*** THE DATA Section Begins ***

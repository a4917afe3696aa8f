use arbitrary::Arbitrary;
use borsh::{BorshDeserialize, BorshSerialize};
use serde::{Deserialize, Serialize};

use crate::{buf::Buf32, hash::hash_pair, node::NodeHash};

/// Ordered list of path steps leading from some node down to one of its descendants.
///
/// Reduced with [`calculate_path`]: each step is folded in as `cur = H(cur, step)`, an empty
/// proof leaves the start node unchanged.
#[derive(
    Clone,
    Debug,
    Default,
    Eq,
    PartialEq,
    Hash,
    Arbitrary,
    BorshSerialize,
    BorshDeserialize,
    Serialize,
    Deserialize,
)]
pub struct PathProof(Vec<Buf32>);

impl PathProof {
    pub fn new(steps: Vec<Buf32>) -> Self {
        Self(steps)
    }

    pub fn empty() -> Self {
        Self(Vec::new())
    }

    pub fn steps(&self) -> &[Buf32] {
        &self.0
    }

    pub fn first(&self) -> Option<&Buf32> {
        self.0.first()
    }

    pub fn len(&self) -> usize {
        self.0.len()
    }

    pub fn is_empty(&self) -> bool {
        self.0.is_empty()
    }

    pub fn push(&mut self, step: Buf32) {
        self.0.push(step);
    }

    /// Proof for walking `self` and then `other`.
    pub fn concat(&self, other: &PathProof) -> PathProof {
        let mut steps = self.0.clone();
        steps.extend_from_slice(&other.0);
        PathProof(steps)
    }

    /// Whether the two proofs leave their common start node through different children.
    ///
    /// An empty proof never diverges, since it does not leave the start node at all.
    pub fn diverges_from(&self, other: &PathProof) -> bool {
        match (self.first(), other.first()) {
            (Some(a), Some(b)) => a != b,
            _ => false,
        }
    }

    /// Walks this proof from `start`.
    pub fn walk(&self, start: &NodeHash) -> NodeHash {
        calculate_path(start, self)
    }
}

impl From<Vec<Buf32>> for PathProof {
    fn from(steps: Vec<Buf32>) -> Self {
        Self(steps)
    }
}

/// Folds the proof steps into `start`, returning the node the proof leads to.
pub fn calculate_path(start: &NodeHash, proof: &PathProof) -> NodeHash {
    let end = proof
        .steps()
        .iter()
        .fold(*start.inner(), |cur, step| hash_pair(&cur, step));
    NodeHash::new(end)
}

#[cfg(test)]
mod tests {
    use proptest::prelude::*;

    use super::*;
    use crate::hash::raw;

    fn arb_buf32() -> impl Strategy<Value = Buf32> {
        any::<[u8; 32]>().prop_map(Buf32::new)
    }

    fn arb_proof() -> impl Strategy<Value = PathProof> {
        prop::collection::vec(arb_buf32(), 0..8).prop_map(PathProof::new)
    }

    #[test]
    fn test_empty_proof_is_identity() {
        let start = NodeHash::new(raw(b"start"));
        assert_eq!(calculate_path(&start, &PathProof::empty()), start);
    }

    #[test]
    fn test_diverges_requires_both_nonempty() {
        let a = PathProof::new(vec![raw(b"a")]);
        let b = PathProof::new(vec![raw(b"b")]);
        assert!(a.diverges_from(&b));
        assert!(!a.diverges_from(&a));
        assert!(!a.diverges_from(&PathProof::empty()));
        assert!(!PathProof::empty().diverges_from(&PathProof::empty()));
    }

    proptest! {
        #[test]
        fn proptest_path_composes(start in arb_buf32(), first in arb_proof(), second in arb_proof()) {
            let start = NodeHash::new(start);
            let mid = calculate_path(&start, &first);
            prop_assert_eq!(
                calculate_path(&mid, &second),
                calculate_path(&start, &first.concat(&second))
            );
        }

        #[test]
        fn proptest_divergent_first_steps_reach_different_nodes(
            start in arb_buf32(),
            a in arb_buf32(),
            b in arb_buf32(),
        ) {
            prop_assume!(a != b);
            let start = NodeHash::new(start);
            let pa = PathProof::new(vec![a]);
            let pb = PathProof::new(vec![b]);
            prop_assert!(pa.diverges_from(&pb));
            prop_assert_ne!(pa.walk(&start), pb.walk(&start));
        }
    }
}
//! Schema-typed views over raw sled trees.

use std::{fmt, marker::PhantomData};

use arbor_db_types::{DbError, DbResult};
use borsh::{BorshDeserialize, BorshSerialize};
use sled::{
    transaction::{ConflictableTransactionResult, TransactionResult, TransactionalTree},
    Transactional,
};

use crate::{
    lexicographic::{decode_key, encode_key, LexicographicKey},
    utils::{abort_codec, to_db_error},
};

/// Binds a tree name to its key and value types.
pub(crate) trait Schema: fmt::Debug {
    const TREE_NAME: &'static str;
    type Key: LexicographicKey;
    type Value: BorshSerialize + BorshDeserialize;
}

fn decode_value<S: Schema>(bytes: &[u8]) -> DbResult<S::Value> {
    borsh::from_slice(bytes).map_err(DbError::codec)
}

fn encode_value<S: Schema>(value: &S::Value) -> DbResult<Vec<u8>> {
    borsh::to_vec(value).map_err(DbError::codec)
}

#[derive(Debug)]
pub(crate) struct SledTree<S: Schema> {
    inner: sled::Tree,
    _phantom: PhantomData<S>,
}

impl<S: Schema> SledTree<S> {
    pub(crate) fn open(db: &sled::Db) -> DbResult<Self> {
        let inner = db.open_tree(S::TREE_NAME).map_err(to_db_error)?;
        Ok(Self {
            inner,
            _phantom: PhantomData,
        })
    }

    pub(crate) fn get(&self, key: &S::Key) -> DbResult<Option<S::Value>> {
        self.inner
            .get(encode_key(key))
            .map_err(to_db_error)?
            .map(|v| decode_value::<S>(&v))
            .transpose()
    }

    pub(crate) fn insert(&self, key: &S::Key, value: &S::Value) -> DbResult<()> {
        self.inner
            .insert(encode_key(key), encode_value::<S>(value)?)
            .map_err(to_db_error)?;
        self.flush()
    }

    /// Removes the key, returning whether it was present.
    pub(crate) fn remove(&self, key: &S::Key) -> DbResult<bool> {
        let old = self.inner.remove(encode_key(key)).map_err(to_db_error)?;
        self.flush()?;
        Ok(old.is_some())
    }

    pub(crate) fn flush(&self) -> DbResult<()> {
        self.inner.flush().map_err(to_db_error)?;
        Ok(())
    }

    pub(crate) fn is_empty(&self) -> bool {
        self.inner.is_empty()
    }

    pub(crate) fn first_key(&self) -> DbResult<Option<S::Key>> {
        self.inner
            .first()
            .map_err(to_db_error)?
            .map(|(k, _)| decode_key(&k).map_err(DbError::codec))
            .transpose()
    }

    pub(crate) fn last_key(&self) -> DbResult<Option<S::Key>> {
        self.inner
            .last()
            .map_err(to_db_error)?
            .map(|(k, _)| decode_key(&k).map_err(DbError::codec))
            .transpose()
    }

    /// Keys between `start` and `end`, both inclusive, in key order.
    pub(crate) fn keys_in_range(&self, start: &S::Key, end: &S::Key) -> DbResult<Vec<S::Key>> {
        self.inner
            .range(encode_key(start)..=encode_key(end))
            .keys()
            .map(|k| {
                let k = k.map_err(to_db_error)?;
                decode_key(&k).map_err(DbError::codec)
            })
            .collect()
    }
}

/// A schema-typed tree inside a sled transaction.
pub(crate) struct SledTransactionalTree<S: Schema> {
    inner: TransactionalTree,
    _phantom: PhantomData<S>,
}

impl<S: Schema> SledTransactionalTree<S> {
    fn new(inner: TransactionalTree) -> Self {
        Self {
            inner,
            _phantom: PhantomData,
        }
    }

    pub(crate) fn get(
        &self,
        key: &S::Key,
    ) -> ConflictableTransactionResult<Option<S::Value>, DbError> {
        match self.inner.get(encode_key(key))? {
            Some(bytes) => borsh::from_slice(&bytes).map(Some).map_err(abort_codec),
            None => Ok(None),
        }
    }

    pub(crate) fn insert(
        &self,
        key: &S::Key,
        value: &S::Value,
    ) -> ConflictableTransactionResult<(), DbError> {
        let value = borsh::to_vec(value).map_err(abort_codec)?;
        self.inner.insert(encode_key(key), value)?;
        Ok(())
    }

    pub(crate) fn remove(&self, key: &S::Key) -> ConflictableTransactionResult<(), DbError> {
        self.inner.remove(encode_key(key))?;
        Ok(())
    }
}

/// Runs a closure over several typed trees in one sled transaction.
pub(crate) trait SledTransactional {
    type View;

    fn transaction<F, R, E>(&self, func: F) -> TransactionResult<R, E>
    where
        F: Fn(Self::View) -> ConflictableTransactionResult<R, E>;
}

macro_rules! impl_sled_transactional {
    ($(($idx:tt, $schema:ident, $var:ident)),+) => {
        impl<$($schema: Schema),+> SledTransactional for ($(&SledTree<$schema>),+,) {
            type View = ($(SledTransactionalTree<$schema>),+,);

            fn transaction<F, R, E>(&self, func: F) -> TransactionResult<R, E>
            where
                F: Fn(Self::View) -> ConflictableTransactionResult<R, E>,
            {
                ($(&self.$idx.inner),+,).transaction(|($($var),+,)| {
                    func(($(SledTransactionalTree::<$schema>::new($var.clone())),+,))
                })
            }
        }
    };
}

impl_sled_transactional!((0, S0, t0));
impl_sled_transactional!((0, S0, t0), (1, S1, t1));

*** THE DATA Section Ends ***

▶ _EXERCISE DESCRIPTION_: Please show every line of the entries above that contains the word "over".

▶ _RESULT OF THIS EXERCISE_:
//! Schema-typed views over raw sled trees.
/// Runs a closure over several typed trees in one sled transaction.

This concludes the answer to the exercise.